use crate::error::CreatureError;
use crate::types::{type_effectiveness, ElementType};
use serde::Serialize;
use std::collections::BTreeMap;

/// Hit points handed out by [`Creature::revive`] when the caller has no
/// preference.
pub const DEFAULT_REVIVE_HP: i32 = 100;

/// Number of move slots every creature has.
pub const MOVE_SLOTS: usize = 4;

#[derive(Debug, Clone, PartialEq, Eq, Serialize)]
pub struct Move {
    pub name: String,
    pub power: u32,
}

impl Move {
    pub fn new(name: impl Into<String>, power: u32) -> Self {
        Self {
            name: name.into(),
            power,
        }
    }
}

/// Four optional move slots, addressed by slot number 1 to 4.
#[derive(Debug, Clone, Default, PartialEq, Eq, Serialize)]
pub struct MoveSet {
    slots: [Option<Move>; MOVE_SLOTS],
}

impl MoveSet {
    pub fn new(slots: [Option<Move>; MOVE_SLOTS]) -> Self {
        Self { slots }
    }

    /// Fill slots 1..=n with `moves` in order.
    pub fn from_moves(moves: Vec<Move>) -> Result<Self, CreatureError> {
        if moves.len() > MOVE_SLOTS {
            return Err(CreatureError::TooManyMoves(moves.len()));
        }
        let mut set = MoveSet::default();
        for (idx, mv) in moves.into_iter().enumerate() {
            set.slots[idx] = Some(mv);
        }
        Ok(set)
    }

    pub fn get(&self, slot: usize) -> Option<&Move> {
        slot.checked_sub(1)
            .and_then(|idx| self.slots.get(idx))
            .and_then(Option::as_ref)
    }

    pub fn set(&mut self, slot: usize, mv: Option<Move>) -> Result<(), CreatureError> {
        let entry = slot
            .checked_sub(1)
            .and_then(|idx| self.slots.get_mut(idx))
            .ok_or(CreatureError::SlotOutOfRange(slot))?;
        *entry = mv;
        Ok(())
    }

    /// Occupied slot numbers, in slot order.
    pub fn occupied(&self) -> Vec<usize> {
        self.iter().map(|(slot, _)| slot).collect()
    }

    /// Occupied slots as `(slot number, move)` pairs.
    pub fn iter(&self) -> impl Iterator<Item = (usize, &Move)> + '_ {
        self.slots
            .iter()
            .enumerate()
            .filter_map(|(idx, mv)| mv.as_ref().map(|mv| (idx + 1, mv)))
    }

    pub fn len(&self) -> usize {
        self.slots.iter().filter(|mv| mv.is_some()).count()
    }

    pub fn is_empty(&self) -> bool {
        self.len() == 0
    }
}

/// Incoming damage multiplier per attacking type. Entries may be missing.
#[derive(Debug, Clone, Default, PartialEq, Serialize)]
pub struct DamageMultipliers(BTreeMap<ElementType, f64>);

impl DamageMultipliers {
    pub fn new() -> Self {
        Self::default()
    }

    /// Build a full table from values given in canonical type order.
    pub fn from_ordered(values: &[f64]) -> Result<Self, CreatureError> {
        if values.len() != ElementType::COUNT {
            return Err(CreatureError::MultiplierCount {
                expected: ElementType::COUNT,
                actual: values.len(),
            });
        }
        Ok(ElementType::ALL.iter().copied().zip(values.iter().copied()).collect())
    }

    /// The type chart's multipliers for a creature of type `defending`.
    pub fn standard(defending: ElementType) -> Self {
        ElementType::ALL
            .iter()
            .map(|&attacking| (attacking, type_effectiveness(attacking, defending)))
            .collect()
    }

    pub fn get(&self, attacking: ElementType) -> Option<f64> {
        self.0.get(&attacking).copied()
    }

    pub fn insert(&mut self, attacking: ElementType, multiplier: f64) -> Option<f64> {
        self.0.insert(attacking, multiplier)
    }

    /// Entries in canonical type order.
    pub fn iter(&self) -> impl Iterator<Item = (ElementType, f64)> + '_ {
        self.0.iter().map(|(k, v)| (*k, *v))
    }

    pub fn len(&self) -> usize {
        self.0.len()
    }

    pub fn is_empty(&self) -> bool {
        self.0.is_empty()
    }
}

impl FromIterator<(ElementType, f64)> for DamageMultipliers {
    fn from_iter<I: IntoIterator<Item = (ElementType, f64)>>(iter: I) -> Self {
        Self(iter.into_iter().collect())
    }
}

/// Multipliers have to be finite and not below zero.
pub fn is_valid_multiplier(value: f64) -> bool {
    value.is_finite() && value >= 0.0
}

#[derive(Debug, Clone, PartialEq, Serialize)]
pub struct Creature {
    name: String,
    hit_points: i32,
    element: ElementType,
    moves: MoveSet,
    damage_multipliers: DamageMultipliers,
}

impl Creature {
    /// Build a creature. Hit points must be positive and at least one move
    /// slot must be occupied.
    pub fn new(
        name: impl Into<String>,
        hit_points: i32,
        moves: MoveSet,
        element: ElementType,
        damage_multipliers: Option<DamageMultipliers>,
    ) -> Result<Self, CreatureError> {
        if hit_points <= 0 {
            return Err(CreatureError::NonPositiveHitPoints(hit_points));
        }
        if moves.is_empty() {
            return Err(CreatureError::EmptyMoveSet);
        }
        Ok(Self {
            name: name.into(),
            hit_points,
            element,
            moves,
            damage_multipliers: damage_multipliers.unwrap_or_default(),
        })
    }

    pub fn name(&self) -> &str {
        &self.name
    }

    /// Current hit points. Can be negative right after a hit, until the
    /// creature's next turn clamps them.
    pub fn hit_points(&self) -> i32 {
        self.hit_points
    }

    pub fn element(&self) -> ElementType {
        self.element
    }

    pub fn moves(&self) -> &MoveSet {
        &self.moves
    }

    pub fn damage_multipliers(&self) -> &DamageMultipliers {
        &self.damage_multipliers
    }

    pub fn is_knocked_out(&self) -> bool {
        self.hit_points <= 0
    }

    /// 1-based slot numbers this creature can use.
    pub fn available_moves(&self) -> Vec<usize> {
        self.moves.occupied()
    }

    pub fn revive(&mut self, hit_points: i32) {
        self.hit_points = hit_points;
    }

    pub(crate) fn take_damage(&mut self, damage: i32) {
        self.hit_points = self.hit_points.saturating_sub(damage);
    }

    pub(crate) fn clamp_fainted(&mut self) {
        if self.hit_points < 0 {
            self.hit_points = 0;
        }
    }
}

| What to do |
Each line of the data must be copied exactly as it appears.

| Answer area |
use crate::error::CreatureError;
use crate::types::{type_effectiveness, ElementType};
use serde::Serialize;
use std::collections::BTreeMap;

/// Hit points handed out by [`Creature::revive`] when the caller has no
/// preference.
pub const DEFAULT_REVIVE_HP: i32 = 100;

/// Number of move slots every creature has.
pub const MOVE_SLOTS: usize = 4;

#[derive(Debug, Clone, PartialEq, Eq, Serialize)]
pub struct Move {
    pub name: String,
    pub power: u32,
}

impl Move {
    pub fn new(name: impl Into<String>, power: u32) -> Self {
        Self {
            name: name.into(),
            power,
        }
    }
}

/// Four optional move slots, addressed by slot number 1 to 4.
#[derive(Debug, Clone, Default, PartialEq, Eq, Serialize)]
pub struct MoveSet {
    slots: [Option<Move>; MOVE_SLOTS],
}

impl MoveSet {
    pub fn new(slots: [Option<Move>; MOVE_SLOTS]) -> Self {
        Self { slots }
    }

    /// Fill slots 1..=n with `moves` in order.
    pub fn from_moves(moves: Vec<Move>) -> Result<Self, CreatureError> {
        if moves.len() > MOVE_SLOTS {
            return Err(CreatureError::TooManyMoves(moves.len()));
        }
        let mut set = MoveSet::default();
        for (idx, mv) in moves.into_iter().enumerate() {
            set.slots[idx] = Some(mv);
        }
        Ok(set)
    }

    pub fn get(&self, slot: usize) -> Option<&Move> {
        slot.checked_sub(1)
            .and_then(|idx| self.slots.get(idx))
            .and_then(Option::as_ref)
    }

    pub fn set(&mut self, slot: usize, mv: Option<Move>) -> Result<(), CreatureError> {
        let entry = slot
            .checked_sub(1)
            .and_then(|idx| self.slots.get_mut(idx))
            .ok_or(CreatureError::SlotOutOfRange(slot))?;
        *entry = mv;
        Ok(())
    }

    /// Occupied slot numbers, in slot order.
    pub fn occupied(&self) -> Vec<usize> {
        self.iter().map(|(slot, _)| slot).collect()
    }

    /// Occupied slots as `(slot number, move)` pairs.
    pub fn iter(&self) -> impl Iterator<Item = (usize, &Move)> + '_ {
        self.slots
            .iter()
            .enumerate()
            .filter_map(|(idx, mv)| mv.as_ref().map(|mv| (idx + 1, mv)))
    }

    pub fn len(&self) -> usize {
        self.slots.iter().filter(|mv| mv.is_some()).count()
    }

    pub fn is_empty(&self) -> bool {
        self.len() == 0
    }
}

/// Incoming damage multiplier per attacking type. Entries may be missing.
#[derive(Debug, Clone, Default, PartialEq, Serialize)]
pub struct DamageMultipliers(BTreeMap<ElementType, f64>);

impl DamageMultipliers {
    pub fn new() -> Self {
        Self::default()
    }

    /// Build a full table from values given in canonical type order.
    pub fn from_ordered(values: &[f64]) -> Result<Self, CreatureError> {
        if values.len() != ElementType::COUNT {
            return Err(CreatureError::MultiplierCount {
                expected: ElementType::COUNT,
                actual: values.len(),
            });
        }
        Ok(ElementType::ALL.iter().copied().zip(values.iter().copied()).collect())
    }

    /// The type chart's multipliers for a creature of type `defending`.
    pub fn standard(defending: ElementType) -> Self {
        ElementType::ALL
            .iter()
            .map(|&attacking| (attacking, type_effectiveness(attacking, defending)))
            .collect()
    }

    pub fn get(&self, attacking: ElementType) -> Option<f64> {
        self.0.get(&attacking).copied()
    }

    pub fn insert(&mut self, attacking: ElementType, multiplier: f64) -> Option<f64> {
        self.0.insert(attacking, multiplier)
    }

    /// Entries in canonical type order.
    pub fn iter(&self) -> impl Iterator<Item = (ElementType, f64)> + '_ {
        self.0.iter().map(|(k, v)| (*k, *v))
    }

    pub fn len(&self) -> usize {
        self.0.len()
    }

    pub fn is_empty(&self) -> bool {
        self.0.is_empty()
    }
}

impl FromIterator<(ElementType, f64)> for DamageMultipliers {
    fn from_iter<I: IntoIterator<Item = (ElementType, f64)>>(iter: I) -> Self {
        Self(iter.into_iter().collect())
    }
}

/// Multipliers have to be finite and not below zero.
pub fn is_valid_multiplier(value: f64) -> bool {
    value.is_finite() && value >= 0.0
}

#[derive(Debug, Clone, PartialEq, Serialize)]
pub struct Creature {
    name: String,
    hit_points: i32,
    element: ElementType,
    moves: MoveSet,
    damage_multipliers: DamageMultipliers,
}

impl Creature {
    /// Build a creature. Hit points must be positive and at least one move
    /// slot must be occupied.
    pub fn new(
        name: impl Into<String>,
        hit_points: i32,
        moves: MoveSet,
        element: ElementType,
        damage_multipliers: Option<DamageMultipliers>,
    ) -> Result<Self, CreatureError> {
        if hit_points <= 0 {
            return Err(CreatureError::NonPositiveHitPoints(hit_points));
        }
        if moves.is_empty() {
            return Err(CreatureError::EmptyMoveSet);
        }
        Ok(Self {
            name: name.into(),
            hit_points,
            element,
            moves,
            damage_multipliers: damage_multipliers.unwrap_or_default(),
        })
    }

    pub fn name(&self) -> &str {
        &self.name
    }

    /// Current hit points. Can be negative right after a hit, until the
    /// creature's next turn clamps them.
    pub fn hit_points(&self) -> i32 {
        self.hit_points
    }

    pub fn element(&self) -> ElementType {
        self.element
    }

    pub fn moves(&self) -> &MoveSet {
        &self.moves
    }

    pub fn damage_multipliers(&self) -> &DamageMultipliers {
        &self.damage_multipliers
    }

    pub fn is_knocked_out(&self) -> bool {
        self.hit_points <= 0
    }

    /// 1-based slot numbers this creature can use.
    pub fn available_moves(&self) -> Vec<usize> {
        self.moves.occupied()
    }

    pub fn revive(&mut self, hit_points: i32) {
        self.hit_points = hit_points;
    }

    pub(crate) fn take_damage(&mut self, damage: i32) {
        self.hit_points = self.hit_points.saturating_sub(damage);
    }

    pub(crate) fn clamp_fainted(&mut self) {
        if self.hit_points < 0 {
            self.hit_points = 0;
        }
    }
}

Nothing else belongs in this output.